Il secondo fattore fu la debolezza della classe media in gran parte derivata dall’indottrinamento perseguito a tutti i livelli durante l’era sovietica che aveva creato una cittadinanza sfiduciata, prudente, slegata da performance fattive, ostile verso l’imprenditoria e generalmente illetterata rispetto alla moderna economia globale e alle sue declinazioni sociali. Di conseguenza la struttura sociale non poteva comprendere e supportare un ordine basato sugli scambi e sull’imparzialità. Il terzo ed ultimo fattore per cui le riforme furono limitate nel loro successo consistette nel fatto che alcuni gruppi di potere miravano ad un’inefficienza sociale per massimizzare un ritorno personale. E qui le sovrapposizioni con l’Italia si sprecano.

In questo contesto la cooptazione “meritocratica” e non, fu uno degli strumenti principe per l’implementazione delle riforme. Come abbiamo visto, ebbe risultati alterni ma fu indispensabile per indurre un cambiamento. Fu utilizzata chirurgicamente a seguito di un’attenta analisi dei bilanciamenti di poteri e interessi dei gruppi economici e politici, al fine di generare una strategia centrale che permettesse di schierare dei gruppi contro degli altri e ridurre le opposizioni in una perfetta esecuzione machiavellica della massima secondo al quale “Gli uomini vanno trattati con dolcezza o annientati”. Sostanzialmente si è trattato sia di trasformare le parti interessate da opponenti a supporters offrendo qualcosa in cambio sia, nella maggior parte, di dare spazio operativo a persone capaci. È da notare che, tralasciando qualsiasi giudizio di capacità ma ribadendo l’importanza storica del processo in esame, Vladimir Putin fu incluso nel sistema politico russo in questo periodo per cooptazione diretta da parte di Yeltsin.

Un esempio italiano del sistema attualmente in essere potrebbe essere la bozza di decreto-legge recentemente presentata che propone la ricapitalizzazione di Stato per le imprese con partecipazione (dello Stato) ai consigli di amministrazione. Sostanzialmente si tratterebbe di un commissario politico in chiave moderna che vedrebbe 15-30 mila nuove nomine da effettuare.

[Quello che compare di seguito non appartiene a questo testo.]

//! Configuration type definitions

use heapless::Vec;

#[cfg(feature = "serde")]
use serde::{Deserialize, Serialize};

use crate::buffer::PORT_WIDTH;
use crate::error::PinError;
use crate::port::PortAddress;
use crate::registry::{LogicalPin, PinRegistry, MAX_ALIASES, MAX_PORTS};

/// Maximum chips per config
pub const MAX_CHIPS: usize = MAX_PORTS / 2;

/// Maximum raw port groups per config
pub const MAX_GROUPS: usize = MAX_PORTS;

/// One MCP23017 (both ports)
#[derive(Debug, Clone, Copy, PartialEq, Eq)]
#[cfg_attr(feature = "defmt", derive(defmt::Format))]
#[cfg_attr(feature = "serde", derive(Serialize, Deserialize))]
pub struct ChipConfig {
    /// 7-bit I2C address (0x20-0x27)
    pub address: u8,
}

/// A single port given by its register pair
#[derive(Debug, Clone, Copy, PartialEq, Eq)]
#[cfg_attr(feature = "defmt", derive(defmt::Format))]
#[cfg_attr(feature = "serde", derive(Serialize, Deserialize))]
pub struct PortGroupConfig {
    /// 7-bit I2C address
    pub address: u8,
    /// Direction register
    pub direction: u8,
    /// Output latch register
    pub latch: u8,
    /// Pins to allocate (1-8)
    #[cfg_attr(feature = "serde", serde(default = "default_width"))]
    pub width: u8,
}

#[cfg(feature = "serde")]
fn default_width() -> u8 {
    PORT_WIDTH as u8
}

impl PortGroupConfig {
    /// Bus location of the group
    pub const fn port_address(&self) -> PortAddress {
        PortAddress::new(self.address, self.direction, self.latch)
    }
}

/// Virtual pin number standing for a real one
#[derive(Debug, Clone, Copy, PartialEq, Eq)]
#[cfg_attr(feature = "defmt", derive(defmt::Format))]
#[cfg_attr(feature = "serde", derive(Serialize, Deserialize))]
pub struct AliasConfig {
    /// Number callers use
    #[cfg_attr(feature = "serde", serde(rename = "virtual"))]
    pub virtual_pin: LogicalPin,
    /// Registered pin it resolves to
    pub pin: LogicalPin,
}

/// Complete bank layout
///
/// Chips are registered first, in order, then port groups. Pin numbers
/// follow from that order.
#[derive(Debug, Clone, Default, PartialEq, Eq)]
#[cfg_attr(feature = "defmt", derive(defmt::Format))]
#[cfg_attr(feature = "serde", derive(Serialize, Deserialize))]
pub struct BankConfig {
    /// MCP23017 chips
    #[cfg_attr(feature = "serde", serde(default))]
    pub chips: Vec<ChipConfig, MAX_CHIPS>,
    /// Raw port groups
    #[cfg_attr(feature = "serde", serde(default))]
    pub port_groups: Vec<PortGroupConfig, MAX_GROUPS>,
    /// Pin aliases
    #[cfg_attr(feature = "serde", serde(default))]
    pub aliases: Vec<AliasConfig, MAX_ALIASES>,
}

impl BankConfig {
    /// Collect a config from static tables, such as ones generated at
    /// build time
    pub fn from_tables(
        chips: &[ChipConfig],
        port_groups: &[PortGroupConfig],
        aliases: &[AliasConfig],
    ) -> Result<Self, PinError> {
        Ok(Self {
            chips: Vec::from_slice(chips).map_err(|_| PinError::RegistryFull)?,
            port_groups: Vec::from_slice(port_groups).map_err(|_| PinError::RegistryFull)?,
            aliases: Vec::from_slice(aliases).map_err(|_| PinError::AliasTableFull)?,
        })
    }

    /// Build the registry this config describes, without touching a bus
    ///
    /// Unlike runtime aliases, every alias target must exist.
    pub fn build_registry(&self) -> Result<PinRegistry, PinError> {
        let mut registry = PinRegistry::new();
        for chip in &self.chips {
            registry.register_chip(chip.address)?;
        }
        for group in &self.port_groups {
            registry.register_group(group.port_address(), group.width)?;
        }
        for alias in &self.aliases {
            registry.slot(alias.pin)?;
            registry.alias(alias.virtual_pin, alias.pin)?;
        }
        Ok(registry)
    }

    /// Check that the config can be applied
    pub fn validate(&self) -> Result<(), PinError> {
        self.build_registry().map(|_| ())
    }

    /// Number of pins the config allocates
    pub fn pin_count(&self) -> usize {
        self.chips.len() * 2 * PORT_WIDTH
            + self
                .port_groups
                .iter()
                .map(|group| group.width as usize)
                .sum::<usize>()
    }
}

Senza ulteriori riferimenti espliciti, ma rifacendosi sempre allo stato attuale delle cose, balzano agli occhi anche recenti esempi di “cooptazione fidelizzante”, rivelata da alcuni moti politici giovanili che, a lato di una bellissima volontà di servizio civico e politico, manifestano anche un processo in cui conta soltanto la mera lealtà del cooptato verso il cooptante. A latere, viene sfortunatamente riportato da Funiciello in “Come ringiovanire il vertice del Pd e vivere felici” che lo stesso processo si è insinuato da molti anni in maniera stabile anche nella politica del centro sinistra e che viene ben rappresentato da parte dell’attuale dirigenza. La conseguenza drammatica di tutto ciò, citando Marattin, è che i giovani cooptati fanno blocco con i padrini per ostacolare riforme strutturali. Tralasciando criteri ideali o ideologici, è desolante osservare che una ormai storica e sempre più smagrita dirigenza estremamente capace frutto dei criteri di selezione “berlingueriani” abbia mutato così profondamente la metodologia di selezione.

I punti di rischio di una cooptazione di tipo meritocratico sono riportati in studi sul sistema sanitario inglese, dove si è visto che la partecipazione di “professionisti” a strutture di tipo sistemico, senza che venga riformata la visione stessa del sistema, nel tempo ha diminuito la loro autonomia e la capacità di produrre cambiamento mentre i burocrati si sono nel tempo rinominati manager e hanno sostanzialmente ripreso il controllo sui professionisti.

Appare chiaro che, data la situazione attuale del paese, l’uso della cooptazione avviene spesso in maniera aberrante e diretta al mantenimento di parti interessate. Queste non sembrano altresì desiderose di un cambiamento al fine di un maggior benessere della popolazione. Le recenti spinte populiste e sovraniste hanno sostanzialmente fallito nel loro tentativo o adeguandosi alle logiche del sistema o perdendo consenso. Riferendosi a precedenti storici, non risulta che da tale approccio sistemico si possa pensare ad un cambiamento in positivo per la comunità. Appare altresì chiaro che un cambiamento, sebbene difficile, è possibile. Intere librerie e decenni di storia affermano che il meccanismo di domanda-offerta e l’iniziativa individuale rispetto ad una gerarchia centralizzata tendenzialmente offrirebbero una maggiore efficienza, una crescita più rapida e più libertà individuali. Per fare sì che ciò avvenga, bisogna creare una forte coalizione politica di ampie vedute che si serva di una cooptazione meritocratica come quella immaginata da Gramsci. Bisogna inoltre dotarsi di strumenti di verifica democratica cui vengano sottoposti i cooptati.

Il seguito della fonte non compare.